The 2nd of April, 2018: Dad's 90th birthday

To lose a parent is never easy. Losing Dad this year, in the middle of the lockdown, not having been able to meet him on his birthday, or indeed after he got home from yet another visit to the hospital, and then suddenly....

But as the horror of the pandemic unfolded, it seemed as though he was one of the lucky ones. To go quietly and gently into that good night, not after suffering alone for days in some godforsaken ICU but simply slip into oblivion without notice. Yes, probably spared the bewilderment of not having any of us around him in hospital.

After my mother died, Dad's hospital visits were regular. At the National Heart Institute in South Delhi, he underwent surgery for a stent (he needed four but did not want so many!), and all of us discovered a little CafĂ© Coffee Day outlet which we haunted while waiting for news.  Some mornings and most evenings we would divide up the time (half an hour) equally between all those who wanted to visit him. Dad would look forward to the visits. He would ask each one whether the others (and how many of them) were waiting to see him. As soon as one would come down, the next would rush up the stairs. Even that year when I was recovering from a broken leg, I would wait outside the lift and relay up the second the previous person reached the ground floor. 

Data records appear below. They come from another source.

#![no_std]

//! `countrange`: decorate any iterable with a synchronized counter index.
//!
//! A consumer walking a sequence through this crate receives, at each step,
//! the element together with its position. The starting value of the counter
//! and its direction are configurable, and element order may independently be
//! reversed, giving four useful enumerations of the same sequence.
//!
//! ```
//! use countrange::count;
//!
//! let letters = ["A", "B", "C", "D", "E"];
//! for (value, index) in count(&letters) {
//!     println!("{value}: {index}");
//! }
//! ```
//!
//! # Accepted shapes
//!
//! The entry points take anything iterable; ownership follows the argument:
//!
//! - `count(&container)` — borrows; pairs carry `&T` into the live sequence.
//! - `count(&mut container)` — borrows mutably; writing through the element
//!   reference modifies the sequence.
//! - `count(container)` — moves the container into the range, which keeps it
//!   alive for the whole traversal.
//! - `count(any_iterator)` — a segment of a sequence, a generated range, or
//!   any other iterator value works directly:
//!
//! ```
//! use countrange::count;
//!
//! let letters = ["A", "B", "C", "D", "E", "F", "G"];
//! let pairs: Vec<_> = count(letters.iter().take(3)).into_iter().collect();
//! assert_eq!(pairs, vec![(&"A", 0), (&"B", 1), (&"C", 2)]);
//! ```
//!
//! Sources that only lend their elements transiently can be copied into an
//! internally owned vector with [`count_owned`] / [`rcount_owned`]; this is
//! the only place the crate allocates.
//!
//! # Counter configuration
//!
//! [`Counted::offset`] sets the base value; [`Counted::reverse_index`] makes
//! the counter decrement so the final element sees the base value. Both are
//! independent of the element direction ([`count`] vs [`rcount`]):
//!
//! ```
//! use countrange::{count, rcount};
//!
//! let letters = ["A", "B", "C", "D", "E"];
//!
//! let forward: Vec<_> = count(&letters).into_iter().collect();
//! assert_eq!(forward[0], (&"A", 0));
//! assert_eq!(forward[4], (&"E", 4));
//!
//! let countdown: Vec<_> = count(&letters).reverse_index().into_iter().collect();
//! assert_eq!(countdown[0], (&"A", 4));
//! assert_eq!(countdown[4], (&"E", 0));
//!
//! let backwards: Vec<_> = rcount(&letters).into_iter().collect();
//! assert_eq!(backwards[0], (&"E", 0));
//! assert_eq!(backwards[4], (&"A", 4));
//!
//! let both: Vec<_> = rcount(&letters).reverse_index().into_iter().collect();
//! assert_eq!(both[0], (&"E", 4));
//! assert_eq!(both[4], (&"A", 0));
//! ```
//!
//! # Index type
//!
//! The counter type [`Index`] defaults to `usize` and is selected at build
//! time: the `signed-index` feature switches to a signed type, the `index-64`
//! feature forces 64 bits regardless of pointer width. Signed indices are the
//! safer choice for consumers doing their own arithmetic on the counter.
//!
//! ```toml
//! [dependencies]
//! countrange = { version = "0.1", features = ["signed-index", "index-64"] }
//! ```
//!
//! # Failure model
//!
//! There is none at runtime. The public API is infallible; shape mismatches
//! surface as missing trait bounds at compile time ([`rcount`] needs a
//! double-ended iterator, [`Counted::reverse_index`] needs an exact length).
//! Advancing never panics, including the step past the final element of an
//! unsigned countdown.
//!
//! # `no_std`
//!
//! The crate is `no_std` with `alloc` (used only by [`count_owned`] /
//! [`rcount_owned`]). The optional `std` feature exists for downstream
//! feature unification and enables nothing extra.

extern crate alloc;

mod index;
mod iter;
mod range;

// Re-export public types and functions
pub use index::Index;
pub use iter::CountingIter;
pub use range::{count, count_owned, rcount, rcount_owned, Counted};
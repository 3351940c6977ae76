use crate::index::Index;

/// Iterator yielding `(element, index)` pairs.
///
/// Produced by consuming a [`Counted`](crate::Counted) range. The index moves
/// in lockstep with the elements: +1 per step by default, -1 per step when the
/// range was configured with `reverse_index`. The underlying iterator alone
/// decides when iteration stops; the index never participates in termination.
///
/// This iterator implements `Clone` when the underlying iterator does.
#[derive(Debug, Clone)]
pub struct CountingIter<I> {
    iter: I,
    index: Index,
    reverse_index: bool,
}

impl<I> CountingIter<I> {
    pub(crate) fn new(iter: I, start: Index, reverse_index: bool) -> Self {
        Self {
            iter,
            index: start,
            reverse_index,
        }
    }
}

impl<I: Iterator> Iterator for CountingIter<I> {
    type Item = (I::Item, Index);

    fn next(&mut self) -> Option<Self::Item> {
        let value = self.iter.next()?;
        let index = self.index;
        // Wrapping: the step past the last yielded index is never observed,
        // and must not panic for unsigned index types counting down to 0.
        self.index = if self.reverse_index {
            self.index.wrapping_sub(1)
        } else {
            self.index.wrapping_add(1)
        };
        Some((value, index))
    }

    fn size_hint(&self) -> (usize, Option<usize>) {
        self.iter.size_hint()
    }
}

impl<I: ExactSizeIterator> ExactSizeIterator for CountingIter<I> {}
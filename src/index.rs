/// The counter type carried alongside every element.
///
/// Selected at build time by cargo features:
///
/// | `signed-index` | `index-64` | `Index` |
/// |---|---|---|
/// | off | off | `usize` |
/// | on | off | `isize` |
/// | off | on | `u64` |
/// | on | on | `i64` |
#[cfg(all(not(feature = "signed-index"), not(feature = "index-64")))]
pub type Index = usize;

/// The counter type carried alongside every element (`signed-index`).
#[cfg(all(feature = "signed-index", not(feature = "index-64")))]
pub type Index = isize;

/// The counter type carried alongside every element (`index-64`).
#[cfg(all(not(feature = "signed-index"), feature = "index-64"))]
pub type Index = u64;

/// The counter type carried alongside every element (`signed-index` + `index-64`).
#[cfg(all(feature = "signed-index", feature = "index-64"))]
pub type Index = i64;
use core::iter::Rev;

use alloc::vec::Vec;

use crate::index::Index;
use crate::iter::CountingIter;

/// A sequence paired with counter configuration, ready for traversal.
///
/// Created by [`count`], [`rcount`], [`count_owned`] or [`rcount_owned`].
/// The range is lazy: nothing is traversed until it is consumed by a `for`
/// loop or an explicit `into_iter()` call. Whether the range borrows or owns
/// the underlying sequence is decided by the entry point that built it (see
/// the crate-level docs).
///
/// The two knobs are independent of each other and of the element direction:
///
/// - [`offset`](Counted::offset) sets the base value of the counter
///   (default 0).
/// - [`reverse_index`](Counted::reverse_index) makes the counter decrement
///   per step, starting at `offset + len - 1` so that the final element sees
///   `offset`.
#[derive(Debug, Clone)]
#[must_use = "ranges are lazy and do nothing unless consumed"]
pub struct Counted<I> {
    iter: I,
    offset: Index,
    reverse_index: bool,
    // Length recorded when `reverse_index` is enabled; needed to compute the
    // starting value of a decrementing counter.
    len: usize,
}

impl<I: Iterator> Counted<I> {
    pub(crate) fn new(iter: I) -> Self {
        Self {
            iter,
            offset: 0,
            reverse_index: false,
            len: 0,
        }
    }

    /// Sets the base value of the counter.
    ///
    /// ```
    /// use countrange::count;
    ///
    /// let list = ["L1", "L2", "L3", "L4", "L5"];
    /// let pairs: Vec<_> = count(&list).offset(100).into_iter().collect();
    /// assert_eq!(pairs[0], (&"L1", 100));
    /// assert_eq!(pairs[4], (&"L5", 104));
    /// ```
    pub fn offset(mut self, offset: Index) -> Self {
        self.offset = offset;
        self
    }

    /// Makes the counter decrement per step instead of incrementing.
    ///
    /// The counter starts at `offset + len - 1` and reaches `offset` at the
    /// final element. Element order is unaffected; combine with [`rcount`]
    /// to reverse both. Requires the underlying iterator to report an exact
    /// length, which all container and slice iterators do.
    ///
    /// ```
    /// use countrange::count;
    ///
    /// let letters = ["A", "B", "C", "D", "E"];
    /// let pairs: Vec<_> = count(&letters).reverse_index().into_iter().collect();
    /// assert_eq!(pairs.first(), Some(&(&"A", 4)));
    /// assert_eq!(pairs.last(), Some(&(&"E", 0)));
    /// ```
    pub fn reverse_index(mut self) -> Self
    where
        I: ExactSizeIterator,
    {
        self.len = self.iter.len();
        self.reverse_index = true;
        self
    }
}

impl<I: Iterator> IntoIterator for Counted<I> {
    type Item = (I::Item, Index);
    type IntoIter = CountingIter<I>;

    #[allow(clippy::cast_possible_truncation, clippy::cast_possible_wrap)]
    fn into_iter(self) -> Self::IntoIter {
        // Wrapping: an empty sequence with a decrementing counter yields no
        // pairs, so its (wrapped) starting value is never observed.
        let start = if self.reverse_index {
            self.offset.wrapping_add(self.len as Index).wrapping_sub(1)
        } else {
            self.offset
        };
        CountingIter::new(self.iter, start, self.reverse_index)
    }
}

/// Counted traversal in forward element order.
///
/// Accepts anything iterable. Pass a reference to borrow the sequence, or a
/// value to move it into the range:
///
/// ```
/// use countrange::count;
///
/// let arr = [42, 43, 44, 45, 46, 47];
/// for (value, index) in count(&arr) {
///     assert_eq!(*value, 42 + index as i32);
/// }
/// ```
pub fn count<S: IntoIterator>(seq: S) -> Counted<S::IntoIter> {
    Counted::new(seq.into_iter())
}

/// Counted traversal in reverse element order.
///
/// The counter still starts at `offset` and increments per step unless
/// `reverse_index` is also set.
///
/// ```
/// use countrange::rcount;
///
/// let letters = ["A", "B", "C"];
/// let pairs: Vec<_> = rcount(&letters).into_iter().collect();
/// assert_eq!(pairs, vec![(&"C", 0), (&"B", 1), (&"A", 2)]);
/// ```
pub fn rcount<S>(seq: S) -> Counted<Rev<S::IntoIter>>
where
    S: IntoIterator,
    S::IntoIter: DoubleEndedIterator,
{
    Counted::new(seq.into_iter().rev())
}

/// Counted traversal over an internally owned copy, forward element order.
///
/// Collects the source into an owned vector before building the range, so
/// the source may lend its elements only transiently: once this function
/// returns, the original can be mutated or dropped without affecting the
/// traversal.
///
/// ```
/// use countrange::count_owned;
///
/// let mut source = vec![1, 2, 3];
/// let range = count_owned(source.iter().copied());
/// source.clear();
/// let pairs: Vec<_> = range.into_iter().collect();
/// assert_eq!(pairs, vec![(1, 0), (2, 1), (3, 2)]);
/// ```
pub fn count_owned<S: IntoIterator>(seq: S) -> Counted<alloc::vec::IntoIter<S::Item>> {
    let items: Vec<S::Item> = seq.into_iter().collect();
    Counted::new(items.into_iter())
}

/// Counted traversal over an internally owned copy, reverse element order.
pub fn rcount_owned<S: IntoIterator>(seq: S) -> Counted<Rev<alloc::vec::IntoIter<S::Item>>> {
    let items: Vec<S::Item> = seq.into_iter().collect();
    Counted::new(items.into_iter().rev())
}
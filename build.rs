fn main() {
    let signed = std::env::var_os("CARGO_FEATURE_SIGNED_INDEX").is_some();
    let wide = std::env::var_os("CARGO_FEATURE_INDEX_64").is_some();

    if signed && !wide {
        println!(
            "cargo:warning=countrange: `signed-index` without `index-64` selects a \
             pointer-width signed index; enable `index-64` if sequences may exceed isize::MAX / 2"
        );
    }

    println!("cargo:rerun-if-changed=build.rs");
}
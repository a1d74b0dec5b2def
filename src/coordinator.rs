//! # Turn Coordinator
//!
//! Decides which turn of a call is current and relays each turn's reply.
//!
//! ## Turn Lifecycle:
//! 1. **Pending**: turn request accepted, relay task spawned
//! 2. **Streaming**: relay task consuming provider output
//! 3. **Completed**: terminal fragment sent to the caller
//! 4. **Failed**: relay error, terminal error fragment sent to the caller
//! 5. **Abandoned**: a newer turn was accepted; nothing more is sent
//!
//! ## Freshness:
//! The call's watermark is the `stream_id` of the last accepted `start_call`
//! or turn request. Only the read loop writes it. A turn whose id falls below
//! the watermark is stale. Accepting a new watermark also cancels the
//! per-turn token of every in-flight turn at or below it, so relays stop
//! waiting on the provider at once.
//!
//! Every outbound fragment carries its turn's token. The session writer
//! checks it again right before writing; that check runs on the same actor
//! as the read loop, so a fragment queued just before a newer turn arrived
//! is dropped rather than spoken.

use crate::prompt::PromptAssembler;
use crate::protocol::{InboundEvent, StreamResponse, TurnRequest};
use crate::relay::{CompletionProvider, ContentFragment, FragmentStream};
use crate::state::AppMetrics;
use futures_util::StreamExt;
use std::sync::atomic::{AtomicBool, AtomicI64, Ordering};
use std::sync::Arc;
use tokio::sync::mpsc;
use tokio::task::JoinHandle;
use tokio_util::sync::CancellationToken;
use tracing::{debug, info, warn};

#[derive(Debug, Clone, Copy, PartialEq, Eq)]
pub enum TurnStatus {
    Pending,
    Streaming,
    Abandoned,
    Completed,
    Failed,
}
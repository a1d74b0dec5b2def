//! OpenAI-compatible chat-completion relay.
//!
//! `POST {base_url}/chat/completions` with bearer auth, one attempt per turn.
//! Streaming mode reads SSE deltas; non-streaming mode reads one message.

use super::sse::{SseDecoder, SseEvent};
use super::{CompletionProvider, ContentFragment, FragmentStream};
use crate::config::ProviderConfig;
use crate::error::RelayError;
use crate::prompt::ChatMessage;
use async_stream::stream;
use futures_util::StreamExt;
use serde::{Deserialize, Serialize};
use serde_json::Value;
use tracing::{debug, warn};

pub struct OpenAiRelay {
    client: reqwest::Client,
    url: String,
    api_key: String,
    model: String,
    temperature: f32,
    streaming: bool,
    incident_message: String,
}

impl OpenAiRelay {
    pub fn new(config: &ProviderConfig, incident_message: impl Into<String>) -> anyhow::Result<Self> {
        let mut builder = reqwest::Client::builder();
        if let Some(timeout) = config.request_timeout() {
            builder = builder.timeout(timeout);
        }

        Ok(Self {
            client: builder.build()?,
            url: config.completions_url(),
            api_key: config.api_key.clone(),
            model: config.model.clone(),
            temperature: config.temperature,
            streaming: config.stream,
            incident_message: incident_message.into(),
        })
    }
}

#[derive(Serialize)]
struct CompletionRequest<'a> {
    model: &'a str,
    messages: &'a [ChatMessage],
    temperature: f32,
    stream: bool,
}

#[derive(Deserialize)]
struct StreamChunk {
    #[serde(default)]
    choices: Vec<StreamChoice>,
    #[serde(default)]
    error: Option<Value>,
}

#[derive(Deserialize)]
struct StreamChoice {
    #[serde(default)]
    delta: Option<MessageContent>,
}

#[derive(Deserialize)]
struct Completion {
    #[serde(default)]
    choices: Vec<CompletionChoice>,
}

#[derive(Deserialize)]
struct CompletionChoice {
    message: MessageContent,
}

#[derive(Deserialize)]
struct MessageContent {
    #[serde(default)]
    content: Option<String>,
}

impl CompletionProvider for OpenAiRelay {
    fn stream(&self, messages: Vec<ChatMessage>) -> FragmentStream {
        let request = self
            .client
            .post(&self.url)
            .bearer_auth(&self.api_key)
            .json(&CompletionRequest {
                model: &self.model,
                messages: &messages,
                temperature: self.temperature,
                stream: self.streaming,
            });
        let streaming = self.streaming;
        let incident = self.incident_message.clone();

        debug!(model = %self.model, messages = messages.len(), streaming, "Opening completion request");

        Box::pin(stream! {
            let response = match open(request).await {
                Ok(response) => response,
                Err(err) => {
                    yield failure(&err, &incident);
                    return;
                }
            };

            if !streaming {
                match read_completion(response).await {
                    Ok(text) => {
                        if !text.is_empty() {
                            yield ContentFragment::Delta(text);
                        }
                        yield ContentFragment::End;
                    }
                    Err(err) => {
                        yield failure(&err, &incident);
                    }
                }
                return;
            }

            let mut decoder = SseDecoder::new();
            let mut body = response.bytes_stream();
            let mut body_done = false;

            while !body_done {
                let events = match body.next().await {
                    Some(Ok(chunk)) => decoder.push(&chunk),
                    Some(Err(err)) => {
                        yield failure(&RelayError::from(err), &incident);
                        return;
                    }
                    None => {
                        body_done = true;
                        decoder.finish().into_iter().collect()
                    }
                };

                for event in events {
                    match event {
                        SseEvent::Done => {
                            yield ContentFragment::End;
                            return;
                        }
                        SseEvent::Data(data) => match parse_delta(&data) {
                            Ok(Some(text)) => {
                                yield ContentFragment::Delta(text);
                            }
                            Ok(None) => {}
                            Err(err) => {
                                yield failure(&err, &incident);
                                return;
                            }
                        },
                    }
                }
            }

            // Body closed without [DONE]; everything received was delivered
            yield ContentFragment::End;
        })
    }
}

async fn open(request: reqwest::RequestBuilder) -> Result<reqwest::Response, RelayError> {
    let response = request.send().await?;
    let status = response.status();
    if status.is_success() {
        return Ok(response);
    }

    let body = response.text().await.unwrap_or_default();
    Err(RelayError::Status {
        status: status.as_u16(),
        body,
    })
}

async fn read_completion(response: reqwest::Response) -> Result<String, RelayError> {
    let completion: Completion = response.json().await?;
    Ok(completion
        .choices
        .into_iter()
        .next()
        .and_then(|choice| choice.message.content)
        .unwrap_or_default())
}

fn parse_delta(data: &str) -> Result<Option<String>, RelayError> {
    let chunk: StreamChunk = serde_json::from_str(data)?;

    if let Some(error) = chunk.error {
        let message = error
            .get("message")
            .and_then(Value::as_str)
            .map(str::to_string)
            .unwrap_or_else(|| error.to_string());
        return Err(RelayError::Provider(message));
    }

    Ok(chunk
        .choices
        .into_iter()
        .next()
        .and_then(|choice| choice.delta)
        .and_then(|delta| delta.content)
        .filter(|text| !text.is_empty()))
}

fn failure(err: &RelayError, incident: &str) -> ContentFragment {
    warn!(error = %err, "Completion relay failed");
    match err {
        RelayError::Status { status, .. } => ContentFragment::Failure(status_message(*status)),
        _ => ContentFragment::Failure(incident.to_string()),
    }
}

/// Spoken text for a provider status error. Always names the status code.
pub fn status_message(status: u16) -> String {
    let hint = match status {
        401 | 403 => "la clé d'accès au service est refusée",
        402 => "le crédit du compte est épuisé",
        429 => "la limite de requêtes ou le quota est atteint",
        500..=599 => "le service est momentanément indisponible",
        _ => "la requête a été refusée",
    };
    format!(
        "Désolé, je ne peux pas répondre pour le moment (erreur {}) : {}.",
        status, hint
    )
}
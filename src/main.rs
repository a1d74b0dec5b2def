//! # call-bridge - Main Application Entry Point
//!
//! Starts the HTTP server that telephony platforms connect to.
//!
//! ## Routes:
//! - `GET /llm-websocket`: one WebSocket per phone call
//! - `GET /health`: liveness and call/turn counters
//!
//! ## Startup Order:
//! 1. `.env` and logging
//! 2. Configuration: loaded, then validated (invalid config aborts startup)
//! 3. Completion relay built once and shared by every call
//! 4. Server bound; runs until SIGINT/SIGTERM, then stops gracefully

use actix_web::{web, App, HttpServer};
use anyhow::Result;
use call_bridge::config::AppConfig;
use call_bridge::relay::OpenAiRelay;
use call_bridge::state::AppState;
use std::sync::Arc;
use tracing::{error, info, warn};
use tracing_actix_web::TracingLogger;
use tracing_subscriber::{layer::SubscriberExt, util::SubscriberInitExt};

#[actix_web::main]
async fn main() -> Result<()> {
    // Fine if there is no .env file
    dotenv::dotenv().ok();

    init_tracing()?;

    let config = AppConfig::load()?;
    config.validate()?;

    info!("Starting call-bridge v{}", env!("CARGO_PKG_VERSION"));
    info!(
        provider = %config.provider.base_url,
        model = %config.provider.model,
        streaming = config.provider.stream,
        "Configuration loaded"
    );
    if config.provider.api_key.is_empty() {
        warn!("No provider API key configured; every turn will be refused by the provider");
    }

    let relay = OpenAiRelay::new(
        &config.provider,
        config.prompt.technical_incident_message.clone(),
    )?;
    let bind_addr = config.bind_address();
    let app_state = AppState::new(config, Arc::new(relay));

    info!("Starting HTTP server on {}", bind_addr);

    let server = HttpServer::new(move || {
        App::new()
            .app_data(web::Data::new(app_state.clone()))
            .wrap(TracingLogger::default())
            .configure(call_bridge::routes)
    })
    .bind(&bind_addr)?
    .run();

    let server_handle = server.handle();
    let server_task = tokio::spawn(server);

    tokio::select! {
        result = server_task => {
            match result {
                Ok(Err(e)) => error!("Server error: {}", e),
                Err(e) => error!("Server task error: {}", e),
                Ok(Ok(())) => {}
            }
        }
        _ = shutdown_signal() => {
            info!("Shutdown signal received, stopping server...");
            server_handle.stop(true).await;
        }
    }

    info!("Server stopped gracefully");
    Ok(())
}

/// Structured console logging.
///
/// `RUST_LOG` controls the filter; defaults to `call_bridge=debug,actix_web=info`.
fn init_tracing() -> Result<()> {
    tracing_subscriber::registry()
        .with(
            tracing_subscriber::EnvFilter::try_from_default_env()
                .unwrap_or_else(|_| "call_bridge=debug,actix_web=info".into()),
        )
        .with(tracing_subscriber::fmt::layer())
        .try_init()?;

    Ok(())
}

/// Resolves on SIGINT or SIGTERM.
///
/// If a handler cannot be installed the corresponding signal is simply not
/// waited for; the server keeps running.
async fn shutdown_signal() {
    let interrupt = async {
        if let Err(e) = tokio::signal::ctrl_c().await {
            error!("Failed to listen for SIGINT: {}", e);
            std::future::pending::<()>().await;
        }
        info!("Received SIGINT");
    };

    #[cfg(unix)]
    let terminate = async {
        use tokio::signal::unix::{signal, SignalKind};
        match signal(SignalKind::terminate()) {
            Ok(mut sigterm) => {
                sigterm.recv().await;
                info!("Received SIGTERM");
            }
            Err(e) => {
                error!("Failed to install SIGTERM handler: {}", e);
                std::future::pending::<()>().await;
            }
        }
    };

    #[cfg(not(unix))]
    let terminate = std::future::pending::<()>();

    tokio::select! {
        _ = interrupt => {}
        _ = terminate => {}
    }
}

However, that was only while he was in the ICU. The instant he was shifted into a private room, all of us were sneaking in and out past the guards all day long. There were two passes, one for the attendant and the other for the visitor. We would sneak two people up into his room right at the start so that one person would always be with him while the second person would rotate. So we got to spend the entire day with him. 

Interestingly, those were bonding days for the rest of us as well. Usually, we only met during occasions - birthdays - but when Dad was visiting NHI, all of us would meet up there. And those hospital visits were the most social the family ever got in the past few years. I think I had the deepest conversations with my brother, my sister-in-law, and my daughter - sitting sipping tea, coffee, and eating those little Belgian Chocolate desserts - than I have ever had before or since.

It had everything to do with Dad. Like a magnet, he pulled us together, gently, inexorably, wonderfully. There was always so much calm - except when any of us was trying to get him to do something he really didn't want to - and so much peace around him. That smile, that ability to take life as it came, that stock response to "how are you" - "I am fine... today... can't say anything about tomorrow." - Said with a beatific smile. Always. So you wanted to spend time with him.

Sometimes, all it meant was to sit and watch cricket. Even after a surgery, the first question he would ask would be about cricket scores, so we would tell the floor attendants to keep him up-to-date with those!

At others, we would watch his TV serials with him. When I visited (and stayed with him), he would help me catch up with what I had missed in the interim. But since Bong serials don't move very quickly, there wouldn't be too much missed! 

Every now and then, he would be peeved with the hospital because it didn't have his Bengali channels. So one summer, I realised that his current series, Devi Choudhurani, was showing on Hotstar. I took along my laptop and sat grinning as he did what so many people do - binged! Episode after episode - the entire week had been missed - and then he was happy.

It took really very little to make him happy. But one thing used to get him upset - the food! If there was no chicken! Not that he complained too much, but he would inform the dietician that he was definitely not used to a vegetarian diet! Much to the consternation of said dietician! In the last three weeks of his life, my brother told me later, he had lost interest in food. That should have told us something, I guess.

It wasn't just his good nature, of course, that was so attractive. It was his innate honesty in all his relationships. He played the game damned straight, always. Although not brutal in his honesty, he never hesitated to tell people exactly what he thought of them, usually with a disarming smile. On occasion, we were mortified, though. But he had a beautiful child-like quality that was deeply endearing. And a sense of fun. 

I did not think, when he was alive, that it would be so difficult to cope with his passing. But it has been a wrench. Whenever I pass NHI, I find myself tearing up, because he is no longer there to be there - you know... I miss that soft, gentle smell of his clothes, and the little chomping noises he made while eating - enjoying his food like a small child. I miss seeing him fall asleep watching cricket, and waking up when someone got out. And then sometimes when the Indian team was not playing well, switching off the TV in disgust (even though several others were watching the match!). 

Mostly, of course, I miss being around him.... just hanging out with Dad.